Hanya ada beberapa pengunjung yang terlihat menempati meja makan di


Thai Pavilion saat YSEALI fellows tiba di sana. Restoran tersebut memiliki dining
room yang cukup luas, walaupun dari luar tampak sederhana. Sesuai dengan
namanya, restoran ini didekor dengan hiasan yang menonjolkan budaya
Thailand, mulai dari hiasan dinding, perlatan memasak, dan perlengkapan
makannya.
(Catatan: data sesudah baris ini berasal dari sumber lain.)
use axum::{
    Json, debug_handler,
    extract::State,
};
use serde::Deserialize;
use serde_json::{Value, json};
use sqlx::SqlitePool;

use crate::{ApiJson, ApiPath, AppResult, AppState, db, model};

use super::find_room;

#[derive(Deserialize)]
pub(crate) struct NoteQuery {
    #[serde(default)]
    date: String,
    #[serde(default)]
    note: Option<String>,
}

/// Sets the room's note for a date. A blank note clears it.
#[debug_handler(state = AppState)]
pub(crate) async fn note(
    State(db_pool): State<SqlitePool>,
    ApiPath(room_id): ApiPath<String>,
    ApiJson(NoteQuery { date, note }): ApiJson<NoteQuery>,
) -> AppResult<Json<Value>> {
    let room = find_room(&db_pool, &room_id).await?;
    let date = model::parse_date(&date)?;
    let note = note.as_deref().unwrap_or_default().trim();

    if note.is_empty() {
        sqlx::query("DELETE FROM notes WHERE room_id=? AND date=?")
            .bind(&room.id)
            .bind(&date)
            .execute(&db_pool)
            .await?;
    } else {
        sqlx::query(
            "INSERT INTO notes (room_id,date,note,updated_at) VALUES (?,?,?,?)
            ON CONFLICT (room_id,date) DO UPDATE SET note=excluded.note,updated_at=excluded.updated_at",
        )
        .bind(&room.id)
        .bind(&date)
        .bind(note)
        .bind(db::now()?)
        .execute(&db_pool)
        .await?;
    }

    Ok(Json(json!({ "ok": true })))
}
Menunya dipenuhi oleh beraneka macam kuliner Negeri Seribu
Pagoda itu—Thai tea yang sangat populer sejagat raya, Tom Yam, Khao khluk
kapi alias nasi goreng terasi, Pad Thai, sate, dan makanan lainnya yang aku tidak
begitu tertarik sehingga gampang melupakan namanya. Semuanya sudah
dipastikan berlabel no pork meskipun tidak 100% halal. Aku, Novi, Smith, dan
Malia bisa makan apa saja tanpa perlu khawatir akan kehalalan masakannya.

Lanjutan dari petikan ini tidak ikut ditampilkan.